Por ejemplo y para entendernos: en Bilbao existió desde 1940 una humilde calle que se denominaba Cuatro de enero, en memoria de las matanzas de tal día en el año 1937, cuando el populacho enardecido y los milicianos socialistas asesinaron a 225 personas recluidas para su protección en cuatro cárceles de la villa. Personas inocentes de todo salvo de existir en aquel momento y ser burgueses, derechistas, curas, carlistas o asimilados en general. Juntadas a las anteriores matanzas de los buques-prisión en la ría, más de 300 personas fueron linchadas salvajemente en pocos meses.
Poca gente recordaba el episodio, a pesar de que fue la mayor matanza en la historia de la villa, incluso en época de Franco. Nunca hubo memoria viva de tan desagradable pasado. Estaba solo la corta calle. Y una cripta cerrada en Derio. Llegó la Transición y el 4 de junio de 1980 el representante en el pleno de nacionalistas y socialistas (el concejal Iñaki Calzada) pidió «suprimir el nombre de esa calle para hacer desaparecer los restos de aquella triste y desgraciada guerra y no recordar más los horrores de ambos bandos». Así lo aceptó el pleno con un solo voto en contra de un «liberal». Entonces dominaba la consigna de echar al olvido, y así se fue por el desagüe el recuerdo borroso de que algo había pasado un 4 de enero. A la calle la llamaron Sorkunde, siempre tan vascos y tan religiosos ellos.
Cuarenta años después las consignas han cambiado. ¡Y cómo! Ahora se reivindica justo lo contrario al olvido, se exige la memoria íntegra y crítica de todas las víctimas, no permitir que ninguna desaparezca, acopiarlas todas en esa construcción del pueblo siempre doliente. El argumento que utilizó el concejal nacionalista sería considerado un anatema. «No recordar más y mal» fue el espíritu de la reconciliación y la Transición, pero no es el actual, que exige una memoria activa, vigilante y completa.

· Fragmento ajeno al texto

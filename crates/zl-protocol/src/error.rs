//! Protocol error types

use thiserror::Error;

/// Errors that can occur while decoding transport frames
#[derive(Error, Debug)]
pub enum ProtocolError {
    /// Frame was not valid JSON or did not match any known frame
    #[error("Invalid frame: {0}")]
    InvalidFrame(#[from] serde_json::Error),

    /// Output payload was not valid base64
    #[error("Invalid payload encoding: {0}")]
    InvalidPayload(#[from] base64::DecodeError),
}
//! Status command implementation

use anyhow::{Context, Result};

use zl_core::PluginType;
use zl_daemon::DaemonStatus;

use crate::context::CliContext;
use crate::output::{format_daemon_status, print_warning, DaemonStatusView};

/// Execute the status command
pub async fn status_command(ctx: &CliContext, plugin: Option<PluginType>) -> Result<u8> {
    let supervisor = ctx.supervisor()?;
    let store = ctx.state_store();
    let plugins = plugin.map(|p| vec![p]).unwrap_or_else(|| PluginType::ALL.to_vec());

    let mut views = Vec::with_capacity(plugins.len());
    for plugin in plugins {
        let status = supervisor
            .check_status(plugin)
            .await
            .with_context(|| format!("Failed to check {} daemon", plugin))?;

        match &status {
            DaemonStatus::Crashed { pid } => print_warning(&format!(
                "The {} daemon (pid {}) quit unexpectedly; its record has been cleared",
                plugin, pid
            )),
            DaemonStatus::Unreachable { reason, .. } => {
                tracing::debug!(%plugin, "Status endpoint unreachable: {}", reason);
            }
            _ => {}
        }

        views.push(DaemonStatusView {
            plugin,
            target: store.record(plugin)?.target_name,
            status,
        });
    }

    println!("{}", format_daemon_status(&views));
    Ok(0)
}
//! Disconnect command implementation

use std::str::FromStr;

use anyhow::{Context, Result};

use zl_core::PluginType;

use crate::context::CliContext;
use crate::output::{print_info, print_success};

/// `all` or a single plugin type
#[derive(Debug, Clone, Copy, PartialEq, Eq)]
pub enum PluginSelection {
    All,
    One(PluginType),
}

impl PluginSelection {
    pub fn plugins(&self) -> Vec<PluginType> {
        match self {
            PluginSelection::All => PluginType::ALL.to_vec(),
            PluginSelection::One(plugin) => vec![*plugin],
        }
    }
}

impl FromStr for PluginSelection {
    type Err = String;

    fn from_str(s: &str) -> Result<Self, Self::Err> {
        if s.eq_ignore_ascii_case("all") {
            return Ok(PluginSelection::All);
        }
        PluginType::from_str(s).map(PluginSelection::One)
    }
}

/// Execute the disconnect command
pub async fn disconnect_command(ctx: &CliContext, selection: PluginSelection) -> Result<u8> {
    let supervisor = ctx.supervisor()?;

    let mut stopped = 0;
    for plugin in selection.plugins() {
        let cleared = supervisor
            .teardown(plugin)
            .await
            .with_context(|| format!("Failed to stop {} daemon", plugin))?;
        if cleared {
            print_success(&format!("Stopped {} daemon", plugin));
            stopped += 1;
        }
    }

    if stopped == 0 {
        print_info("No running daemons");
    }
    Ok(0)
}
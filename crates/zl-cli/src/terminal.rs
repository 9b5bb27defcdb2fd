//! Local terminal plumbing for interactive sessions

use std::io::Write;

use bytes::Bytes;
use crossterm::event::{KeyCode, KeyEvent, KeyEventKind, KeyModifiers};
use crossterm::terminal::{disable_raw_mode, enable_raw_mode};

use zl_protocol::TerminalSize;
use zl_session::OutputSink;

/// Current size of the controlling terminal, or 24x80 when there is none
pub fn current_size() -> TerminalSize {
    match crossterm::terminal::size() {
        Ok((cols, rows)) if cols > 0 && rows > 0 => TerminalSize::new(rows, cols),
        _ => TerminalSize::default(),
    }
}

/// Raw mode for the lifetime of the guard
pub struct RawModeGuard(());

impl RawModeGuard {
    pub fn enable() -> std::io::Result<Self> {
        enable_raw_mode()?;
        Ok(Self(()))
    }
}

impl Drop for RawModeGuard {
    fn drop(&mut self) {
        if let Err(e) = disable_raw_mode() {
            tracing::warn!("Failed to restore terminal mode: {}", e);
        }
    }
}

/// Writes session output straight to stdout
#[derive(Debug, Default)]
pub struct StdoutSink;

impl OutputSink for StdoutSink {
    fn write(&self, data: &[u8]) {
        let mut stdout = std::io::stdout().lock();
        let _ = stdout.write_all(data);
        let _ = stdout.flush();
    }
}

/// Ctrl+] ends the local session without touching the remote shell
pub fn is_detach_key(key: &KeyEvent) -> bool {
    key.modifiers.contains(KeyModifiers::CONTROL) && key.code == KeyCode::Char(']')
}

/// Bytes a terminal would send for `key`; empty for keys with no encoding
pub fn key_to_bytes(key: &KeyEvent) -> Bytes {
    if key.kind == KeyEventKind::Release {
        return Bytes::new();
    }

    let mut out = Vec::with_capacity(4);
    if key.modifiers.contains(KeyModifiers::ALT) {
        out.push(0x1b);
    }

    match key.code {
        KeyCode::Char(c) if key.modifiers.contains(KeyModifiers::CONTROL) => {
            match c.to_ascii_lowercase() {
                c @ 'a'..='z' => out.push(c as u8 - b'a' + 1),
                ' ' | '@' => out.push(0x00),
                '[' => out.push(0x1b),
                '\\' => out.push(0x1c),
                '^' => out.push(0x1e),
                '_' => out.push(0x1f),
                _ => return Bytes::new(),
            }
        }
        KeyCode::Char(c) => {
            let mut buf = [0u8; 4];
            out.extend_from_slice(c.encode_utf8(&mut buf).as_bytes());
        }
        KeyCode::Enter => out.push(b'\r'),
        KeyCode::Tab => out.push(b'\t'),
        KeyCode::BackTab => out.extend_from_slice(b"\x1b[Z"),
        KeyCode::Backspace => out.push(0x7f),
        KeyCode::Esc => out.push(0x1b),
        KeyCode::Up => out.extend_from_slice(b"\x1b[A"),
        KeyCode::Down => out.extend_from_slice(b"\x1b[B"),
        KeyCode::Right => out.extend_from_slice(b"\x1b[C"),
        KeyCode::Left => out.extend_from_slice(b"\x1b[D"),
        KeyCode::Home => out.extend_from_slice(b"\x1b[H"),
        KeyCode::End => out.extend_from_slice(b"\x1b[F"),
        KeyCode::PageUp => out.extend_from_slice(b"\x1b[5~"),
        KeyCode::PageDown => out.extend_from_slice(b"\x1b[6~"),
        KeyCode::Delete => out.extend_from_slice(b"\x1b[3~"),
        KeyCode::Insert => out.extend_from_slice(b"\x1b[2~"),
        KeyCode::F(n) => {
            let seq: &[u8] = match n {
                1 => b"\x1bOP",
                2 => b"\x1bOQ",
                3 => b"\x1bOR",
                4 => b"\x1bOS",
                5 => b"\x1b[15~",
                6 => b"\x1b[17~",
                7 => b"\x1b[18~",
                8 => b"\x1b[19~",
                9 => b"\x1b[20~",
                10 => b"\x1b[21~",
                11 => b"\x1b[23~",
                12 => b"\x1b[24~",
                _ => return Bytes::new(),
            };
            out.extend_from_slice(seq);
        }
        _ => return Bytes::new(),
    }
    Bytes::from(out)
}

#[cfg(test)]
mod tests {
    use super::*;

    fn key(code: KeyCode, modifiers: KeyModifiers) -> KeyEvent {
        KeyEvent::new(code, modifiers)
    }

    #[test]
    fn test_ctrl_c_is_interrupt() {
        let bytes = key_to_bytes(&key(KeyCode::Char('c'), KeyModifiers::CONTROL));
        assert_eq!(&bytes[..], b"\x03");
    }

    #[test]
    fn test_plain_and_unicode_chars() {
        assert_eq!(&key_to_bytes(&key(KeyCode::Char('x'), KeyModifiers::NONE))[..], b"x");
        assert_eq!(
            &key_to_bytes(&key(KeyCode::Char('é'), KeyModifiers::NONE))[..],
            "é".as_bytes()
        );
        assert_eq!(
            &key_to_bytes(&key(KeyCode::Char('b'), KeyModifiers::ALT))[..],
            b"\x1bb"
        );
    }

    #[test]
    fn test_navigation_keys() {
        assert_eq!(&key_to_bytes(&key(KeyCode::Up, KeyModifiers::NONE))[..], b"\x1b[A");
        assert_eq!(&key_to_bytes(&key(KeyCode::F(5), KeyModifiers::NONE))[..], b"\x1b[15~");
        assert!(key_to_bytes(&key(KeyCode::F(20), KeyModifiers::NONE)).is_empty());
    }

    #[test]
    fn test_detach_key() {
        assert!(is_detach_key(&key(KeyCode::Char(']'), KeyModifiers::CONTROL)));
        assert!(!is_detach_key(&key(KeyCode::Char(']'), KeyModifiers::NONE)));
    }
}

Bueno, pues vale, señores lehendakari y alcalde, recordemos a todos los gudaris y milicianos caídos en la guerra, a todos los civiles fusilados por la represión franquista, a todos los muertos en los campos y cárceles. A todos. Pero también, digo yo, a los muertos sin culpa ni delito a manos de aquel pueblo y de aquellos milicianos en aquella tarde de enero. Y los de los barcos. Porque de otra forma la memoria no es completa sino sesgada, selectiva y oportunista.
¿Qué tal poner de nuevo a una calle el rótulo de Cuatro de enero? No es una fecha feliz, pero es una fecha importante porque ese día tuvo lugar algo que todavía nos avergüenza como personas. Los bilbaínos en modo jauría. Es para recordarlo. ¿O lo de «completa» era una broma?